▸ EXERCISE REQUIREMENTS:
Copy out, unchanged, every line from the start of the records to the line that contains "A generic introspection", and stop there.
#### SUPPLIED RECORDS
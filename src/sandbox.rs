//! Sandbox environment — the restricted environment-variable map handed to
//! every child process the engine spawns.
//!
//! A generic introspection engine runs executables it has never seen before,
//! purely to read their `--help` text. Left alone, many of those executables
//! will try to page their output, open a GUI window, or prompt an editor —
//! any of which would hang the engine waiting on a human who isn't there.
//! `sandbox_env` neutralises all three classes of hostile behaviour and pins
//! down everything else (terminal width, color) so output is deterministic.

use std::collections::HashMap;
use std::env;

/// Sentinel set on every sandboxed child so it can detect this context if it wishes.
pub const DISCOVERY_SENTINEL: &str = "CLIMB_DISCOVERY";

/// Build the environment map to use when spawning a child for introspection
/// or execution.
///
/// Starts from the ambient process environment (so things like `PATH` and
/// `HOME` still work) and overrides the specific variables below. Pure
/// function: the same ambient environment always produces the same result.
pub fn sandbox_env() -> HashMap<String, String> {
    let mut env: HashMap<String, String> = env::vars().collect();

    // Interactive pagers.
    env.insert("PAGER".into(), "cat".into());
    env.insert("MANPAGER".into(), "cat".into());
    env.insert("GIT_PAGER".into(), "cat".into());
    env.insert("SYSTEMD_PAGER".into(), "cat".into());
    env.remove("AWS_PAGER");
    env.insert("AWS_PAGER".into(), "".into());
    env.insert("LESS".into(), "FRX".into());

    // GUI launches.
    env.remove("DISPLAY");
    env.remove("WAYLAND_DISPLAY");
    env.remove("DBUS_SESSION_BUS_ADDRESS");
    env.remove("XDG_RUNTIME_DIR");
    env.remove("XDG_CURRENT_DESKTOP");
    env.insert("QT_QPA_PLATFORM".into(), "offscreen".into());
    env.insert("SDL_AUDIODRIVER".into(), "dummy".into());
    env.insert("NO_AT_BRIDGE".into(), "1".into());

    // Editor / browser / sudo prompts.
    env.insert("VISUAL".into(), "true".into());
    env.insert("EDITOR".into(), "true".into());
    env.insert("GIT_EDITOR".into(), "true".into());
    env.insert("BROWSER".into(), "true".into());
    env.insert("SUDO_ASKPASS".into(), "false".into());

    // Determinism.
    env.insert("TERM".into(), "dumb".into());
    env.insert("COLUMNS".into(), "80".into());
    env.insert("LINES".into(), "24".into());
    env.insert("NO_COLOR".into(), "1".into());
    env.insert("CI".into(), "1".into());
    env.insert("ANSIBLE_NOCOLOR".into(), "1".into());

    env.insert(DISCOVERY_SENTINEL.into(), "1".into());

    env
}

#[cfg(test)]
mod tests {
    use super::*;

    #[test]
    fn test_pager_neutralized() {
        let env = sandbox_env();
        assert_eq!(env.get("PAGER").map(String::as_str), Some("cat"));
        assert_eq!(env.get("GIT_PAGER").map(String::as_str), Some("cat"));
        assert_eq!(env.get("AWS_PAGER").map(String::as_str), Some(""));
    }

    #[test]
    fn test_gui_vars_cleared_or_headless() {
        let env = sandbox_env();
        assert!(!env.contains_key("DISPLAY"));
        assert!(!env.contains_key("WAYLAND_DISPLAY"));
        assert_eq!(env.get("QT_QPA_PLATFORM").map(String::as_str), Some("offscreen"));
        assert_eq!(env.get("SDL_AUDIODRIVER").map(String::as_str), Some("dummy"));
    }

    #[test]
    fn test_prompts_neutralized() {
        let env = sandbox_env();
        assert_eq!(env.get("EDITOR").map(String::as_str), Some("true"));
        assert_eq!(env.get("VISUAL").map(String::as_str), Some("true"));
        assert_eq!(env.get("SUDO_ASKPASS").map(String::as_str), Some("false"));
    }

    #[test]
    fn test_determinism_vars() {
        let env = sandbox_env();
        assert_eq!(env.get("TERM").map(String::as_str), Some("dumb"));
        assert_eq!(env.get("COLUMNS").map(String::as_str), Some("80"));
        assert_eq!(env.get("NO_COLOR").map(String::as_str), Some("1"));
        assert_eq!(env.get(DISCOVERY_SENTINEL).map(String::as_str), Some("1"));
    }

    #[test]
    fn test_overrides_ambient_values() {
        // SAFETY: test-only, no concurrent threads depend on this env var.
        unsafe { env::set_var("PAGER", "less") };
        let env = sandbox_env();
        assert_eq!(env.get("PAGER").map(String::as_str), Some("cat"));
        // SAFETY: test-only cleanup.
        unsafe { env::remove_var("PAGER") };
    }
}
//! Engine configuration — deserialization, validation, and defaulting.
//!
//! Configuration lives as JSON on disk (never TOML — front-ends are expected
//! to be web or Electron-adjacent tooling that already speaks JSON). Fields
//! this crate doesn't know about are round-tripped rather than dropped, so a
//! front-end can stash its own settings alongside the engine's.

use std::collections::HashMap;

use serde::{Deserialize, Serialize};

use crate::error::{ClimbError, Result};

fn default_version() -> String {
    "1".to_string()
}

fn default_default_args() -> Vec<String> {
    Vec::new()
}

fn default_structure_ttl_ms() -> u64 {
    300_000
}

fn default_output_ttl_ms() -> u64 {
    30_000
}

fn default_timeout_ms() -> u64 {
    5_000
}

fn default_introspection_timeout_ms() -> u64 {
    3_000
}

fn default_execute_timeout_ms() -> u64 {
    30_000
}

fn default_max_history_size() -> u32 {
    50
}

/// Cache freshness windows, in milliseconds.
#[derive(Debug, Clone, PartialEq, Serialize, Deserialize)]
#[serde(rename_all = "camelCase")]
pub struct CacheConfig {
    #[serde(default = "default_structure_ttl_ms")]
    pub structure: u64,
    #[serde(default = "default_output_ttl_ms")]
    pub output: u64,
}

impl Default for CacheConfig {
    fn default() -> Self {
        Self {
            structure: default_structure_ttl_ms(),
            output: default_output_ttl_ms(),
        }
    }
}

/// Cosmetic display preferences. Never affects parsing or execution.
#[derive(Debug, Clone, PartialEq, Serialize, Deserialize)]
#[serde(rename_all = "camelCase")]
pub struct ThemeConfig {
    #[serde(default = "default_color")]
    pub color: String,
    #[serde(default = "default_true")]
    pub enable_colors: bool,
}

fn default_color() -> String {
    "cyan".to_string()
}

fn default_true() -> bool {
    true
}

impl Default for ThemeConfig {
    fn default() -> Self {
        Self {
            color: default_color(),
            enable_colors: true,
        }
    }
}

/// Timeout budgets, in milliseconds, for the three operation classes the
/// engine performs.
#[derive(Debug, Clone, PartialEq, Serialize, Deserialize)]
#[serde(rename_all = "camelCase")]
pub struct TimeoutConfig {
    #[serde(default = "default_timeout_ms")]
    pub default: u64,
    #[serde(default = "default_introspection_timeout_ms")]
    pub introspection: u64,
    #[serde(default = "default_execute_timeout_ms")]
    pub execute: u64,
}

impl Default for TimeoutConfig {
    fn default() -> Self {
        Self {
            default: default_timeout_ms(),
            introspection: default_introspection_timeout_ms(),
            execute: default_execute_timeout_ms(),
        }
    }
}

/// Run-history bookkeeping preferences.
#[derive(Debug, Clone, PartialEq, Serialize, Deserialize)]
#[serde(rename_all = "camelCase")]
pub struct ExecutionConfig {
    #[serde(default)]
    pub capture_history: bool,
    #[serde(default = "default_max_history_size")]
    pub max_history_size: u32,
    #[serde(default)]
    pub show_confidence: bool,
}

impl Default for ExecutionConfig {
    fn default() -> Self {
        Self {
            capture_history: false,
            max_history_size: default_max_history_size(),
            show_confidence: false,
        }
    }
}

/// Top-level engine configuration, read from and written back to a JSON file.
///
/// `extra` captures any fields this version of the engine doesn't recognize,
/// so round-tripping a config written by a newer front-end never silently
/// discards its settings.
#[derive(Debug, Clone, PartialEq, Serialize, Deserialize)]
#[serde(rename_all = "camelCase")]
pub struct Configuration {
    #[serde(default = "default_version")]
    pub version: String,
    pub target_cli: String,
    #[serde(default, skip_serializing_if = "Option::is_none")]
    pub cli_path: Option<String>,
    #[serde(default = "default_default_args")]
    pub default_args: Vec<String>,
    #[serde(default)]
    pub cache: CacheConfig,
    #[serde(default)]
    pub theme: ThemeConfig,
    #[serde(default)]
    pub timeouts: TimeoutConfig,
    #[serde(default)]
    pub execution: ExecutionConfig,
    #[serde(flatten)]
    pub extra: HashMap<String, serde_json::Value>,
}

impl Configuration {
    /// Build a minimal configuration for `target_cli`, all other fields defaulted.
    pub fn for_cli(target_cli: impl Into<String>) -> Self {
        Self {
            version: default_version(),
            target_cli: target_cli.into(),
            cli_path: None,
            default_args: Vec::new(),
            cache: CacheConfig::default(),
            theme: ThemeConfig::default(),
            timeouts: TimeoutConfig::default(),
            execution: ExecutionConfig::default(),
            extra: HashMap::new(),
        }
    }

    /// Parse and validate a configuration from a JSON string.
    pub fn from_json(text: &str) -> Result<Self> {
        let config: Configuration =
            serde_json::from_str(text).map_err(|e| ClimbError::ConfigInvalid(e.to_string()))?;
        config.validate()?;
        Ok(config)
    }

    /// Parse a configuration from disk, falling back to a bare default for
    /// `target_cli` if the file is missing, unreadable, or fails to parse —
    /// configuration is advisory, never load-bearing.
    pub fn load_or_default(path: &std::path::Path, fallback_target_cli: &str) -> Self {
        match std::fs::read_to_string(path) {
            Ok(text) => match Self::from_json(&text) {
                Ok(config) => config,
                Err(e) => {
                    tracing::warn!(path = %path.display(), error = %e, "config invalid, falling back to defaults");
                    Self::for_cli(fallback_target_cli)
                }
            },
            Err(_) => Self::for_cli(fallback_target_cli),
        }
    }

    pub fn to_json_pretty(&self) -> Result<String> {
        serde_json::to_string_pretty(self).map_err(|e| ClimbError::ConfigInvalid(e.to_string()))
    }

    /// Validate field-level invariants not already expressed in the type.
    pub fn validate(&self) -> Result<()> {
        if self.target_cli.trim().is_empty() {
            return Err(ClimbError::ConfigInvalid(
                "targetCLI must be a non-empty executable name".to_string(),
            ));
        }
        if self.target_cli.contains('/') || self.target_cli.contains('\\') {
            return Err(ClimbError::ConfigInvalid(format!(
                "targetCLI must be a bare executable name, not a path: '{}'",
                self.target_cli
            )));
        }

        if self.cache.structure == 0 {
            return Err(ClimbError::ConfigInvalid(
                "cache.structure must be greater than zero".to_string(),
            ));
        }
        if self.cache.output == 0 {
            return Err(ClimbError::ConfigInvalid(
                "cache.output must be greater than zero".to_string(),
            ));
        }

        if self.timeouts.default == 0 || self.timeouts.introspection == 0 || self.timeouts.execute == 0 {
            return Err(ClimbError::ConfigInvalid(
                "all timeout values must be greater than zero".to_string(),
            ));
        }
        if self.timeouts.introspection > self.timeouts.execute {
            return Err(ClimbError::ConfigInvalid(
                "timeouts.introspection should not exceed timeouts.execute".to_string(),
            ));
        }

        if self.execution.capture_history && self.execution.max_history_size == 0 {
            return Err(ClimbError::ConfigInvalid(
                "execution.maxHistorySize must be greater than zero when captureHistory is enabled"
                    .to_string(),
            ));
        }

        if let Some(cli_path) = &self.cli_path {
            if cli_path.trim().is_empty() {
                return Err(ClimbError::ConfigInvalid(
                    "cliPath, if set, must not be empty".to_string(),
                ));
            }
        }

        Ok(())
    }
}

#[cfg(test)]
mod tests {
    use super::*;

    #[test]
    fn test_minimal_config_gets_defaults() {
        let config = Configuration::from_json(r#"{"targetCLI": "git"}"#).unwrap();
        assert_eq!(config.version, "1");
        assert_eq!(config.cache.structure, 300_000);
        assert_eq!(config.timeouts.execute, 30_000);
        assert!(config.theme.enable_colors);
    }

    #[test]
    fn test_empty_target_cli_rejected() {
        let result = Configuration::from_json(r#"{"targetCLI": ""}"#);
        assert!(matches!(result, Err(ClimbError::ConfigInvalid(_))));
    }

    #[test]
    fn test_target_cli_with_path_separator_rejected() {
        let result = Configuration::from_json(r#"{"targetCLI": "/usr/bin/git"}"#);
        assert!(matches!(result, Err(ClimbError::ConfigInvalid(msg)) if msg.contains("bare executable")));
    }

    #[test]
    fn test_zero_cache_ttl_rejected() {
        let result = Configuration::from_json(r#"{"targetCLI": "git", "cache": {"structure": 0}}"#);
        assert!(matches!(result, Err(ClimbError::ConfigInvalid(_))));
    }

    #[test]
    fn test_introspection_timeout_exceeding_execute_rejected() {
        let result = Configuration::from_json(
            r#"{"targetCLI": "git", "timeouts": {"introspection": 60000, "execute": 1000}}"#,
        );
        assert!(matches!(result, Err(ClimbError::ConfigInvalid(_))));
    }

    #[test]
    fn test_unknown_fields_round_trip() {
        let config =
            Configuration::from_json(r#"{"targetCLI": "git", "frontendNotes": "keep me"}"#).unwrap();
        assert_eq!(
            config.extra.get("frontendNotes").and_then(|v| v.as_str()),
            Some("keep me")
        );
        let json = config.to_json_pretty().unwrap();
        assert!(json.contains("frontendNotes"));
    }

    #[test]
    fn test_load_or_default_falls_back_on_missing_file() {
        let config = Configuration::load_or_default(std::path::Path::new("/nonexistent/path.json"), "kubectl");
        assert_eq!(config.target_cli, "kubectl");
        assert_eq!(config.cache, CacheConfig::default());
    }

    #[test]
    fn test_load_or_default_falls_back_on_invalid_json() {
        let dir = tempfile::tempdir().unwrap();
        let path = dir.path().join("config.json");
        std::fs::write(&path, "{ not valid json").unwrap();
        let config = Configuration::load_or_default(&path, "kubectl");
        assert_eq!(config.target_cli, "kubectl");
    }

    #[test]
    fn test_capture_history_requires_nonzero_max() {
        let result = Configuration::from_json(
            r#"{"targetCLI": "git", "execution": {"captureHistory": true, "maxHistorySize": 0}}"#,
        );
        assert!(matches!(result, Err(ClimbError::ConfigInvalid(_))));
    }

    #[test]
    fn test_for_cli_builds_valid_default_config() {
        let config = Configuration::for_cli("aws");
        assert!(config.validate().is_ok());
    }
}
########
▸ EXPECTED ANSWER:
filename src/sandbox.rs
//! Sandbox environment — the restricted environment-variable map handed to
//! every child process the engine spawns.
//!
//! A generic introspection engine runs executables it has never seen before,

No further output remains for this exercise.